Cause: You might observe a pattern of small, frequent outbound packets from the compromised internal machine to an external IP. This could be a beaconing signal for C2. Look for high data volume on unexpected ports.
Fix: Identify the external C2 server IP and port. Block this IP and port at your firewall.
# Example firewall rule
ufw deny out proto tcp from any to <c2_server_ip> port <c2_server_port>
This ufw (Uncomplicated Firewall) command denies all outbound TCP traffic originating from your network (any source IP) destined for the <c2_server_ip> on the specific <c2_server_port>. It stops the compromised machine from "phoning home."
Lateral Movement
After gaining a foothold, attackers often move to other machines on the network to spread their access and find valuable data.
Diagnosis: Look for traffic patterns between internal machines that are unusual. This could involve SMB (ports 139, 445), RDP (port 3389), or SSH (port 22) being initiated from a machine that doesn’t normally act as a client for these services.
Use tshark to filter for these protocols and examine the source/destination IPs.
tshark -r capture.pcap -Y "(smb or smb2) and ip.src == <compromised_internal_ip>" -T fields -e frame.time -e ip.src -e ip.dst -e tcp.dstport
This command:
-Y "(smb or smb2) and ip.src == <compromised_internal_ip>": Filters for SMB traffic originating from the machine you know was compromised.-e frame.time -e ip.src -e ip.dst -e tcp.dstport: Shows the time, source, destination, and destination port for these SMB connections.
Cause: You’ll see the <compromised_internal_ip> connecting to other internal IPs on ports 445 (SMB) or 3389 (RDP). This indicates an attempt to exploit vulnerabilities or use stolen credentials to spread.
Fix: Isolate the compromised machine from the network to prevent further spread. Then, investigate the target machines for signs of compromise.
# Example network isolation command (on managed switch)

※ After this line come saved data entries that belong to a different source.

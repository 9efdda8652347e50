//! Result recorder.
//!
//! Routes every evaluation into exactly one of three paths (signal,
//! no-signal, early exit), keeps the running accounting, journals each
//! signal to disk as it is emitted (so a cancelled or killed task loses
//! nothing already processed), and on finalization runs the post-hoc exit
//! simulation, computes aggregates, and writes the gzip-compressed
//! content-addressed trade blob.

use crate::application::decision::AnalysisResult;
use crate::application::filtering::Evaluation;
use crate::domain::candle::Candle;
use crate::domain::outcome::{
    AnalysisAggregates, DecisionStage, Signal, TaskStats, TradeRecord,
};
use crate::domain::task::TaskKey;
use anyhow::{Context, Result};
use chrono::{DateTime, Utc};
use flate2::Compression;
use flate2::write::GzEncoder;
use serde::{Deserialize, Serialize};
use sha2::{Digest, Sha256};
use std::fs::{File, OpenOptions};
use std::io::Write;
use std::path::{Path, PathBuf};
use tracing::{debug, info};

/// The persisted, compressed per-task artifact.
#[derive(Debug, Serialize, Deserialize)]
pub struct TradeBlob {
    pub execution_id: String,
    pub strategy_id: i64,
    pub timeframe: String,
    pub strategy_tag: String,
    pub stats: TaskStats,
    pub trades: Vec<TradeRecord>,
}

pub struct FinalizedTask {
    pub aggregates: AnalysisAggregates,
    pub stats: TaskStats,
    pub trades: Vec<TradeRecord>,
    pub blob_path: Option<PathBuf>,
}

pub struct TaskRecorder {
    key: TaskKey,
    strategy_tag: String,
    blob_dir: PathBuf,
    journal_path: PathBuf,
    journal: File,
    stats: TaskStats,
    signals: Vec<Signal>,
}

impl TaskRecorder {
    pub fn new(
        blob_dir: &Path,
        key: TaskKey,
        strategy_tag: String,
        total_candidates: usize,
    ) -> Result<Self> {
        let journal_dir = blob_dir.join("journal").join(&key.execution_id);
        std::fs::create_dir_all(&journal_dir)
            .with_context(|| format!("Failed to create journal dir {:?}", journal_dir))?;
        let journal_path = journal_dir.join(format!("{}.jsonl", key.file_stem()));
        let journal = OpenOptions::new()
            .create(true)
            .append(true)
            .open(&journal_path)
            .with_context(|| format!("Failed to open journal {:?}", journal_path))?;

        Ok(Self {
            key,
            strategy_tag,
            blob_dir: blob_dir.to_path_buf(),
            journal_path,
            journal,
            stats: TaskStats {
                total_candidates,
                ..TaskStats::default()
            },
            signals: Vec::new(),
        })
    }

    pub fn stats(&self) -> &TaskStats {
        &self.stats
    }

    /// Records one evaluation. Signals are flushed to the journal before the
    /// method returns, making each evaluation's write atomic at the
    /// append-a-line granularity.
    pub fn record(&mut self, at: DateTime<Utc>, evaluation: &Evaluation) -> Result<()> {
        match evaluation {
            Evaluation::Cancelled => return Ok(()),
            Evaluation::GateRejected { stage, .. } => {
                self.stats.evaluations_run += 1;
                self.stats.record_gate_rejection(*stage);
            }
            Evaluation::Outcome(result) => {
                self.stats.evaluations_run += 1;
                self.route_outcome(at, result)?;
            }
        }
        Ok(())
    }

    fn route_outcome(&mut self, at: DateTime<Utc>, result: &AnalysisResult) -> Result<()> {
        if let Some(recommendation) = &result.recommendation {
            let signal = Signal {
                timestamp: at,
                strategy_tag: self.strategy_tag.clone(),
                recommendation: recommendation.clone(),
                stage_results: result.stage_results.clone(),
            };
            let line = serde_json::to_string(&signal)?;
            writeln!(self.journal, "{}", line).context("Failed to append signal journal")?;
            self.journal.flush().context("Failed to flush signal journal")?;
            self.signals.push(signal);
            self.stats.signals += 1;
        } else if result.early_exit {
            let stage = result.exit_stage.unwrap_or(DecisionStage::DataSlice);
            let reason = result
                .exit_reason
                .unwrap_or(crate::domain::outcome::EarlyExitReason::InsufficientData);
            self.stats.record_early_exit(stage, reason);
        } else {
            // Full chain ran, decision declined. A valid, final outcome.
            self.stats.no_signals += 1;
        }
        Ok(())
    }

    /// Finishes the task: exit-simulates every emitted signal against the
    /// full series, computes aggregates, writes the compressed blob, and
    /// removes the journal. Safe to call after a partial run (cancellation):
    /// whatever was processed is preserved.
    pub fn finalize(self, full_series: &[Candle]) -> Result<FinalizedTask> {
        debug_assert!(self.stats.is_balanced(), "outcome accounting out of balance");

        let trades: Vec<TradeRecord> = self
            .signals
            .iter()
            .map(|signal| simulate_exit(signal, full_series))
            .collect();
        let aggregates = aggregate(&trades);

        let blob_path = if trades.is_empty() && self.stats.evaluations_run == 0 {
            None
        } else {
            let blob = TradeBlob {
                execution_id: self.key.execution_id.clone(),
                strategy_id: self.key.strategy_id,
                timeframe: self.key.timeframe.label().to_string(),
                strategy_tag: self.strategy_tag.clone(),
                stats: self.stats.clone(),
                trades: trades.clone(),
            };
            Some(write_blob(&self.blob_dir, &blob)?)
        };

        let _ = std::fs::remove_file(&self.journal_path);

        info!(
            "Task {} finalized: {} trades, {} no-signals, {} early exits over {} evaluations",
            self.key,
            self.stats.signals,
            self.stats.no_signals,
            self.stats.total_early_exits(),
            self.stats.evaluations_run
        );

        Ok(FinalizedTask {
            aggregates,
            stats: self.stats,
            trades,
            blob_path,
        })
    }
}

/// Post-hoc exit simulation: walks candles strictly after the signal until
/// the stop or the take is struck. Intra-candle both-sides hits resolve to
/// the stop (the conservative read). An unresolved trade closes at the last
/// available close.
fn simulate_exit(signal: &Signal, series: &[Candle]) -> TradeRecord {
    let entry = signal.recommendation.entry_price;
    let stop = signal.recommendation.stop_loss;
    let take = signal.recommendation.take_profit;
    let start = series.partition_point(|c| c.timestamp <= signal.timestamp);

    let mut exit_price = series.last().map(|c| c.close).unwrap_or(entry);
    let mut exit_timestamp = None;
    for candle in &series[start..] {
        if candle.low <= stop {
            exit_price = stop;
            exit_timestamp = Some(candle.timestamp);
            break;
        }
        if candle.high >= take {
            exit_price = take;
            exit_timestamp = Some(candle.timestamp);
            break;
        }
    }

    let pnl_pct = (exit_price - entry) / entry;
    let leveraged_return_pct = pnl_pct * signal.recommendation.leverage;
    TradeRecord {
        signal: signal.clone(),
        exit_price,
        exit_timestamp,
        pnl_pct,
        leveraged_return_pct,
        is_win: pnl_pct > 0.0,
    }
}

fn aggregate(trades: &[TradeRecord]) -> AnalysisAggregates {
    if trades.is_empty() {
        return AnalysisAggregates::default();
    }
    let n = trades.len() as f64;
    let wins = trades.iter().filter(|t| t.is_win).count() as f64;
    let returns: Vec<f64> = trades.iter().map(|t| t.leveraged_return_pct).collect();

    let mean = returns.iter().sum::<f64>() / n;
    let sharpe = if returns.len() > 1 {
        let variance =
            returns.iter().map(|r| (r - mean).powi(2)).sum::<f64>() / (returns.len() - 1) as f64;
        let std_dev = variance.sqrt();
        if std_dev > 1e-5 { Some(mean / std_dev) } else { Some(0.0) }
    } else {
        Some(0.0)
    };

    // Max drawdown over the compounded equity curve, as a fraction of peak.
    let mut equity = 1.0f64;
    let mut peak = 1.0f64;
    let mut max_drawdown = 0.0f64;
    for r in &returns {
        equity *= 1.0 + r;
        peak = peak.max(equity);
        if peak > 0.0 {
            max_drawdown = max_drawdown.max((peak - equity) / peak);
        }
    }

    let avg_leverage =
        trades.iter().map(|t| t.signal.recommendation.leverage).sum::<f64>() / n;

    AnalysisAggregates {
        total_trades: trades.len() as u64,
        win_rate: Some(wins / n),
        sharpe_ratio: sharpe,
        max_drawdown: Some(max_drawdown),
        avg_leverage: Some(avg_leverage),
    }
}

/// Serializes, compresses, and stores the blob under a content-addressed
/// path (`<blob_dir>/<hh>/<sha256>.json.gz`).
fn write_blob(blob_dir: &Path, blob: &TradeBlob) -> Result<PathBuf> {
    let raw = serde_json::to_vec(blob)?;

    let mut encoder = GzEncoder::new(Vec::new(), Compression::default());
    encoder.write_all(&raw)?;
    let compressed = encoder.finish().context("Failed to compress trade blob")?;

    let digest = hex::encode(Sha256::digest(&compressed));
    let subdir = blob_dir.join(&digest[..2]);
    std::fs::create_dir_all(&subdir)
        .with_context(|| format!("Failed to create blob dir {:?}", subdir))?;
    let path = subdir.join(format!("{}.json.gz", digest));
    std::fs::write(&path, &compressed)
        .with_context(|| format!("Failed to write blob {:?}", path))?;

    debug!(
        "Blob {}: {} -> {} bytes ({:.0}% reduction)",
        digest,
        raw.len(),
        compressed.len(),
        (1.0 - compressed.len() as f64 / raw.len() as f64) * 100.0
    );
    Ok(path)
}

/// Reads a blob back, for inspection tooling and tests.
pub fn read_blob(path: &Path) -> Result<TradeBlob> {
    use flate2::read::GzDecoder;
    use std::io::Read;

    let file = File::open(path).with_context(|| format!("Failed to open blob {:?}", path))?;
    let mut decoder = GzDecoder::new(file);
    let mut raw = Vec::new();
    decoder
        .read_to_end(&mut raw)
        .context("Failed to decompress trade blob")?;
    Ok(serde_json::from_slice(&raw)?)
}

# This would be done via the switch's management interface, not a direct command.
# Conceptually: port security disable <port_number_of_compromised_machine>
This action removes the compromised machine’s network connectivity, stopping it from initiating further lateral movement.
Data Exfiltration
The final stage is often stealing data. This can be done through various means, often disguised as legitimate traffic.

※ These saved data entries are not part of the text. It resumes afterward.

//! Configuration module for levscan.
//!
//! Structured configuration loading from environment variables, plus the
//! central defaults file every threshold resolves through.

pub mod defaults;
pub mod filter_params;
pub mod thresholds;

pub use defaults::CentralDefaults;
pub use filter_params::{FILTER_PARAMS_ENV, FilterParams};
pub use thresholds::ResolvedThresholds;

use anyhow::{Context, Result, bail};
use std::env;
use std::path::PathBuf;
use std::str::FromStr;

/// Environment variable carrying the backtest/realtime flag. It is
/// propagated explicitly parent → worker and never defaulted: a worker
/// started without it is a programming error and must raise.
pub const ANALYSIS_MODE_ENV: &str = "ANALYSIS_MODE";

#[derive(Debug, Clone, Copy, PartialEq, Eq)]
pub enum AnalysisMode {
    Backtest,
    Realtime,
}

impl AnalysisMode {
    pub fn as_str(&self) -> &'static str {
        match self {
            AnalysisMode::Backtest => "backtest",
            AnalysisMode::Realtime => "realtime",
        }
    }

    /// Reads the mandatory mode flag. Absence raises.
    pub fn from_env() -> Result<Self> {
        let raw = env::var(ANALYSIS_MODE_ENV).with_context(|| {
            format!(
                "{} is not set; the parent must propagate it explicitly",
                ANALYSIS_MODE_ENV
            )
        })?;
        raw.parse()
    }
}

impl FromStr for AnalysisMode {
    type Err = anyhow::Error;

    fn from_str(s: &str) -> Result<Self> {
        match s.to_lowercase().as_str() {
            "backtest" => Ok(AnalysisMode::Backtest),
            "realtime" => Ok(AnalysisMode::Realtime),
            _ => bail!("Invalid {}: '{}'", ANALYSIS_MODE_ENV, s),
        }
    }
}

/// Process-level configuration, loaded once from the environment.
#[derive(Debug, Clone)]
pub struct AppConfig {
    pub ledger_db_url: String,
    pub analysis_db_url: String,
    /// Active exchange identity ("hyperliquid" or "gateio").
    pub provider: String,
    /// Content-addressed store for compressed per-task trade blobs.
    pub blob_dir: PathBuf,
    /// Shared directory for advisory progress snapshot files.
    pub progress_dir: PathBuf,
    /// Configured cap; the effective pool size is min(cap, host CPUs).
    pub max_workers: usize,
    pub bind_address: String,
    /// Optional override of the embedded central defaults file.
    pub defaults_path: Option<PathBuf>,
}

impl AppConfig {
    pub fn from_env() -> Result<Self> {
        let max_workers = env::var("MAX_WORKERS")
            .unwrap_or_else(|_| "4".to_string())
            .parse::<usize>()
            .context("MAX_WORKERS must be a positive integer")?;
        if max_workers == 0 {
            bail!("MAX_WORKERS must be at least 1");
        }

        Ok(Self {
            ledger_db_url: env::var("LEDGER_DB_URL")
                .unwrap_or_else(|_| "sqlite://data/ledger.db".to_string()),
            analysis_db_url: env::var("ANALYSIS_DB_URL")
                .unwrap_or_else(|_| "sqlite://data/analysis.db".to_string()),
            provider: env::var("DATA_PROVIDER").unwrap_or_else(|_| "hyperliquid".to_string()),
            blob_dir: env::var("BLOB_DIR")
                .unwrap_or_else(|_| "data/blobs".to_string())
                .into(),
            progress_dir: env::var("PROGRESS_DIR")
                .unwrap_or_else(|_| "data/progress".to_string())
                .into(),
            max_workers,
            bind_address: env::var("BIND_ADDRESS")
                .unwrap_or_else(|_| "127.0.0.1:8787".to_string()),
            defaults_path: env::var("LEVSCAN_DEFAULTS").ok().map(PathBuf::from),
        })
    }

    pub fn load_defaults(&self) -> Result<CentralDefaults> {
        CentralDefaults::load(self.defaults_path.as_deref())
    }
}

Diagnosis: Look for unusually large outbound data transfers, especially to external IPs that aren’t typical destinations for your organization’s data. Protocols like FTP, SFTP, or even disguised HTTP POST requests are common.
tshark -r capture.pcap -Y "ftp or sftp or (http.request.method == POST)" -T fields -e frame.time -e ip.src -e ip.dst -e tcp.dstport -e data.len | sort -k7 -nr
This command:
-Y "ftp or sftp or (http.request.method == POST)": Filters for FTP, SFTP, or HTTP POST requests, which are common for uploading data.sort -k7 -nr: Sorts the output by the data length (the 7th field in this case) in reverse numerical order, showing the largest transfers first.
Cause: You might see a large data.len value for outbound connections, especially if the destination is an unusual external IP or a cloud storage service not sanctioned for use.
Fix: If the exfiltration is ongoing, block the destination IP/domain at the firewall and DNS level. If it’s completed, this evidence is crucial for incident response and legal proceedings.
# Example DNS sinkhole configuration (concept)
# Add the exfiltration domain to your DNS server's blocklist.
# For BIND:
# zone "exfiltrated-domain.com" { type master; file "/etc/bind/db.blocked"; };
This conceptually prevents any internal machine from resolving the domain name of the exfiltration server, effectively cutting off communication.
The next problem you’ll face is reconstructing the timeline of events from these disparate pieces of evidence, often requiring cross-referencing with system logs.